Earlier this week, the U.S. Securities & Exchange Commission halted trading in the shares of Crypto Co., a small digital currency company whose 2,700 percent rise in less than three months has made its founders billionaires on paper. The SEC is concerned that investors may not be getting accurate financial information on the money-losing Malibu, California-based company.
Before the recent trading halt, Crypto Co. had a market capitalization of about $12 billion, four times the $3 billion valuation of the New York Times Co. (NYT). A Crypto Co. official didn't respond to a request for comment.

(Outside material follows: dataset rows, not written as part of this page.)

//! Plain-text rendering of ranked results.

use std::fmt::Write;

use crate::query::QueryState;
use crate::selector::ScoredMaterial;

/// Render one result as a text card:
///
/// ```text
/// Aluminum 6061  [Match: 30%]  (recyclable)
///   Strength: Medium      Up to 200°C
///   Corrosion: Excellent  Sustainability: 95%
///   Why this material: Suitable for application
///   Cost: Medium          Weight: Light
/// ```
pub fn render_card(scored: &ScoredMaterial) -> String {
    let m = &scored.material;
    let mut out = String::new();

    let recyclable = if m.recyclable { "  (recyclable)" } else { "" };
    let _ = writeln!(
        out,
        "{}  [Match: {}%]{}",
        m.name,
        scored.match_percent(),
        recyclable
    );
    let _ = writeln!(
        out,
        "  {:<20}  {}",
        format!("Strength: {}", m.strength),
        m.temperature_rating
    );
    let _ = writeln!(
        out,
        "  {:<20}  Sustainability: {}%",
        format!("Corrosion: {}", m.corrosion_resistance),
        m.sustainability_score
    );
    let _ = writeln!(out, "  Why this material: {}", scored.reasons.join(", "));
    let _ = writeln!(
        out,
        "  {:<20}  Weight: {}",
        format!("Cost: {}", m.cost),
        m.weight
    );

    out
}

/// Render a whole query state: the status line, then one card per result.
pub fn render_state(state: &QueryState) -> String {
    let mut out = state.summary();
    out.push('\n');

    if let Some(results) = state.results() {
        for (i, scored) in results.iter().enumerate() {
            let _ = write!(out, "\n{}. {}", i + 1, render_card(scored));
        }
    }

    out
}
fn main() {
    if let Err(e) = material_selector::run() {
        eprintln!("Error: {:#}", e);
        std::process::exit(1);
    }
}
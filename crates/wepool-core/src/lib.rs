//! Core types and decision logic for the WePool membership service.
//!
//! This crate is deliberately free of HTTP and database dependencies. The
//! qualification engine, override ledger, assignment matcher and referral
//! graph builder are written against the [`store::MemberStore`] abstraction;
//! concrete backends live in their own crates.

// We intentionally use native `async fn` in traits (stabilised in Rust 1.75).
// Suppress the advisory lint about `Send` bounds on the returned futures.
#![allow(async_fn_in_trait)]

pub mod account;
pub mod assignment;
pub mod error;
pub mod ledger;
pub mod member;
pub mod notify;
pub mod qualification;
pub mod referral;
pub mod store;
pub mod workflow;

pub use error::{Error, Result};
//! Self-service endpoints for the authenticated member.

use axum::{Json, extract::State};
use serde::Deserialize;
use wepool_core::{
  member::Member,
  store::MemberStore,
  workflow::{self, ExternalUpdate, MemberDashboard, ProfileUpdate},
};

use crate::{AppState, auth::CurrentActor, error::ApiError};

/// `GET /me`: own record, four referral levels and referral counters.
pub async fn dashboard<S>(
  State(state): State<AppState<S>>,
  CurrentActor(actor): CurrentActor,
) -> Result<Json<MemberDashboard>, ApiError>
where
  S: MemberStore + Clone + 'static,
{
  Ok(Json(workflow::my_dashboard(&*state.store, &actor).await?))
}

/// `PATCH /me` with any of `date_of_birth`, `city`, `state`, `country`,
/// `zip_code` and `communications_opt_in`.
pub async fn update_profile<S>(
  State(state): State<AppState<S>>,
  CurrentActor(actor): CurrentActor,
  Json(body): Json<ProfileUpdate>,
) -> Result<Json<Member>, ApiError>
where
  S: MemberStore + Clone + 'static,
{
  Ok(Json(workflow::update_profile(&*state.store, &actor, body).await?))
}

#[derive(Debug, Deserialize)]
pub struct ExternalBody {
  pub registered: bool,
  pub link:       Option<String>,
}

/// `POST /me/external` with `{"registered":true,"link":"https://..."}`
pub async fn external<S>(
  State(state): State<AppState<S>>,
  CurrentActor(actor): CurrentActor,
  Json(body): Json<ExternalBody>,
) -> Result<Json<ExternalUpdate>, ApiError>
where
  S: MemberStore + Clone + 'static,
{
  let update =
    workflow::update_external(&*state.store, &actor, body.registered, body.link)
      .await?;
  Ok(Json(update))
}
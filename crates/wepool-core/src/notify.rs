//! Outbound notifications.
//!
//! Delivery is somebody else's problem: a [`Notifier`] accepts a message and
//! either queues it or fails. Callers decide whether a failure matters; for
//! registration mail it never does.

use std::sync::Mutex;

use serde::{Deserialize, Serialize};
use thiserror::Error;

#[derive(Debug, Clone, PartialEq, Eq, Serialize, Deserialize)]
pub struct Message {
  pub from:    String,
  pub to:      Vec<String>,
  pub subject: String,
  pub body:    String,
}

#[derive(Debug, Error)]
#[error("notification not sent: {0}")]
pub struct NotifyError(pub String);

/// Fire-and-forget message sink.
pub trait Notifier: Send + Sync {
  fn send(&self, message: &Message) -> Result<(), NotifyError>;
}

/// Writes every message to the log instead of delivering it.
#[derive(Debug, Clone, Copy, Default)]
pub struct LogNotifier;

impl Notifier for LogNotifier {
  fn send(&self, message: &Message) -> Result<(), NotifyError> {
    tracing::info!(
      from = %message.from,
      to = ?message.to,
      subject = %message.subject,
      "{}",
      message.body
    );
    Ok(())
  }
}

/// Keeps sent messages in memory; handy for tests and dry runs.
#[derive(Debug, Default)]
pub struct MemoryNotifier {
  sent: Mutex<Vec<Message>>,
}

impl MemoryNotifier {
  pub fn sent(&self) -> Vec<Message> {
    self
      .sent
      .lock()
      .map(|sent| sent.clone())
      .unwrap_or_default()
  }
}

impl Notifier for MemoryNotifier {
  fn send(&self, message: &Message) -> Result<(), NotifyError> {
    self
      .sent
      .lock()
      .map_err(|_| NotifyError("outbox lock poisoned".into()))?
      .push(message.clone());
    Ok(())
  }
}

/// Addresses and links used when composing registration mail.
#[derive(Debug, Clone, Serialize, Deserialize)]
pub struct MailSettings {
  pub from_email:  String,
  pub admin_email: String,
  /// Public base URL; verification links are `{base_url}/api/verify/{token}`.
  pub base_url:    String,
}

SEC Chairman Jay Clayton is urging investors to be cautious when buying cryptocurrencies since they're largely unregulated. To date, the agency hasn't registered any initial coin offerings (ICOs), which are marketed as being similar to initial public offerings for stocks, nor has it registered exchange-traded funds that claim to hold the tokens.
"Your invested funds may quickly travel overseas without your knowledge," Clayton said in a statement. "As a result, risks can be amplified, including the risk that market regulators, such as the SEC, may not be able to effectively pursue bad actors or recover funds."
On the other hand, Goldman Sachs (GS) is becoming the first major Wall Street institution to set up a bitcoin trading desk. Bloomberg reported that Goldman is building a team in New York but hasn't yet decided where in the firm to locate the group. It may be running by the end of June, Bloomberg said.
Said Jacob Frenkel, a former federal prosecutor and SEC enforcement attorney: "What we're seeing in cryptocurrency is a version of what we saw with the dot-com boom and allegations of manipulation of securities 25 years ago. The offering may change, but the techniques are the same. From a government enforcement perspective, fraud is always fraud."
According to Blake Estes, an attorney with Alston & Bird's financial services practice, cryptocurrency investors don't enjoy the consumer protections that other investors take for granted. Many legal issues about the sector have yet to be resolved, he noted.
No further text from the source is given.